Cette percée n’interviendra pas, car l’aviation américaine est détournée le 29 juin sur Fallouja, abandonnant ses alliés syriens à découvert face aux mortiers jihadistes. Les B52 et AC130 vont en effet se joindre à la curée de Fallouja, où les appareils irakiens ont commencé d’éliminer par des frappes systématiques les commandos jihadistes en fuite.
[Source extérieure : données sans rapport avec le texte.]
//! Whitebox tests for the reachability engine's bookkeeping invariants.

use alloc::rc::Rc;
use core::cell::Cell;

use crate::arena::{self, HeaderId};
use crate::set::HashSet;
use crate::{make_root, Anchor, Internal, Participant};

struct Node {
    anchor: Anchor,
    first: Internal<Node>,
    second: Internal<Node>,
    drops: Rc<Cell<usize>>,
}

impl Node {
    fn new(drops: &Rc<Cell<usize>>) -> Self {
        let anchor = Anchor::new();
        let first = Internal::new(&anchor);
        let second = Internal::new(&anchor);
        Self {
            anchor,
            first,
            second,
            drops: Rc::clone(drops),
        }
    }
}

impl Participant for Node {
    fn anchor(&self) -> Option<&Anchor> {
        Some(&self.anchor)
    }
}

impl Drop for Node {
    fn drop(&mut self) {
        self.drops.set(self.drops.get() + 1);
    }
}

/// Check the per-header count bounds and the back-pointer bijection over
/// every live header in this thread's arena.
///
/// Bijection: a parent appears in a target's back-pointer set with
/// multiplicity equal to the number of live edges the parent's payload holds
/// to that target, and only owned participants appear at all.
fn assert_engine_invariants() {
    arena::with(|arena| {
        let ids = arena.live_ids();

        let mut participants = Vec::new();
        for &id in &ids {
            let header = arena.get(id).expect("live id");
            if !header.unreachable {
                assert!(
                    header.internal_count >= header.owner_count,
                    "internal_count below owner_count for {id:?}"
                );
                assert!(
                    header.back_pointers.total() <= header.internal_count,
                    "back-pointer total above internal_count for {id:?}"
                );
            }
            if let Some(state) = header.participant.clone() {
                participants.push((id, state));
            }
        }

        // Tally live edges per (parent, target) pair.
        let mut edge_counts = hashbrown::HashMap::<(HeaderId, HeaderId), u32>::new();
        for (parent, state) in &participants {
            for edge in state.live_edges() {
                *edge_counts.entry((*parent, edge.header)).or_insert(0) += 1;
            }
        }

        let mut seen_pairs = HashSet::default();
        for &target in &ids {
            let entries = {
                let header = arena.get(target).expect("live id");
                header
                    .back_pointers
                    .parents()
                    .map(|parent| (parent, header.back_pointers.multiplicity(parent)))
                    .collect::<Vec<_>>()
            };
            for (parent, multiplicity) in entries {
                assert_eq!(
                    edge_counts.get(&(parent, target)).copied(),
                    Some(multiplicity),
                    "back-pointer multiplicity mismatch for {parent:?} -> {target:?}"
                );
                seen_pairs.insert((parent, target));
            }
        }
        for (&(parent, target), &count) in &edge_counts {
            if arena.get(target).is_none() {
                continue;
            }
            assert!(
                count == 0 || seen_pairs.contains(&(parent, target)),
                "live edge {parent:?} -> {target:?} missing from back-pointers"
            );
        }
    });
}

#[test]
fn counts_and_back_pointers_stay_consistent() {
    let drops = Rc::new(Cell::new(0));
    let a = make_root(Node::new(&drops));
    let b = make_root(Node::new(&drops));
    assert_engine_invariants();

    a.first.set(&b);
    b.first.set(&a);
    assert_engine_invariants();

    a.second.set(&b);
    assert_engine_invariants();

    a.second.reset();
    assert_engine_invariants();

    drop(b);
    assert_engine_invariants();
    assert_eq!(drops.get(), 0);

    drop(a);
    assert_eq!(drops.get(), 2);
}

#[test]
fn duplicate_edges_share_one_back_pointer_entry() {
    let drops = Rc::new(Cell::new(0));
    let parent = make_root(Node::new(&drops));
    let child = make_root(Node::new(&drops));

    parent.first.set(&child);
    parent.second.set(&child);
    assert_eq!(child.use_count(), 3);
    assert_engine_invariants();

    drop(child);
    assert_eq!(parent.first.use_count(), 2);
    assert_engine_invariants();

    // Both edges come from one parent; the child must die with it.
    drop(parent);
    assert_eq!(drops.get(), 2);
}

#[test]
fn owner_binding_registers_preexisting_edges() {
    let drops = Rc::new(Cell::new(0));
    let target = make_root(Node::new(&drops));

    // Wire the edge while the holder is not yet owned by any root.
    let holder = Node::new(&drops);
    holder.first.set(&target);
    assert_eq!(target.use_count(), 2);
    assert_engine_invariants();

    // Binding the holder retroactively records the back-pointer.
    let holder = make_root(holder);
    assert_engine_invariants();
    arena::with(|arena| {
        let holder_id = holder.edge().expect("holder is live").header;
        let target_id = target.edge().expect("target is live").header;
        let header = arena.get(target_id).expect("target header");
        assert_eq!(header.back_pointers.multiplicity(holder_id), 1);
    });

    drop(target);
    assert_eq!(drops.get(), 0);
    drop(holder);
    assert_eq!(drops.get(), 2);
}

#[test]
fn use_count_reports_internal_count_until_collection() {
    let drops = Rc::new(Cell::new(0));
    let a = make_root(Node::new(&drops));
    assert_eq!(a.use_count(), 1);
    let a2 = a.clone();
    assert_eq!(a.use_count(), 2);
    let b = make_root(Node::new(&drops));
    b.first.set(&a);
    assert_eq!(a.use_count(), 3);
    drop(a2);
    assert_eq!(a.use_count(), 2);
    drop(b);
    assert_eq!(a.use_count(), 1);
    assert_engine_invariants();
}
Cet acharnement aérien n’est pas sans rappeler « l’autoroute de la mort » où la chasse américaine avait liquidé en février 1991 les colonnes irakiennes qui évacuaient précipitamment le Koweït.

Les Etats-Unis étaient convaincus du succès de leurs partenaires syriens à Al-Boukamal, au point que le très sérieux Institute for the Study of War de Washington annonçait la reconquête de cette ville (entourée donc en rouge) sur sa carte ci-dessous du territoire aux mains de Daech en Syrie et en Irak au 1er juillet. Ce n’était qu’une auto-intoxication, puisque le lâchage américain permettait au même moment à Daech de repousser la NAS vers Tanaf et le désert.

Avant ce « Ramadan de sang », des commentateurs un brin pressés s’interrogeaient pour savoir non pas si Raqqa allait être « libérée » de Daech, mais qui allait emporter ce trophée, entre le régime Assad, soutenu par la Russie, et les milices kurdes, inféodées au PKK (Parti des travailleurs du Kurdistan) turc et appuyées par les Etats-Unis. L’offensive russo-gouvernementale a depuis été mise en déroute et les unités kurdes ont dû se détourner vers l’Ouest et l’objectif supposé plus accessible de Manbij, devant lequel elles continuent de piétiner.

En lâchant à Al-Boukamal la proie syrienne pour l’ombre irakienne, les Etats-Unis ont fait preuve une fois encore d’une grande myopie stratégique. On sait que la chute de Fallouja n’a pas préservé Bagdad du pire attentat depuis le renversement de Saddam Hussein. Et dans la ville de Raqqa où Abou Bakr al-Baghdadi proclama en avril 2013 son « Etat islamique en Irak et au Levant », les responsables jihadistes peuvent continuer de pavoiser. Et de recruter dans le monde entier.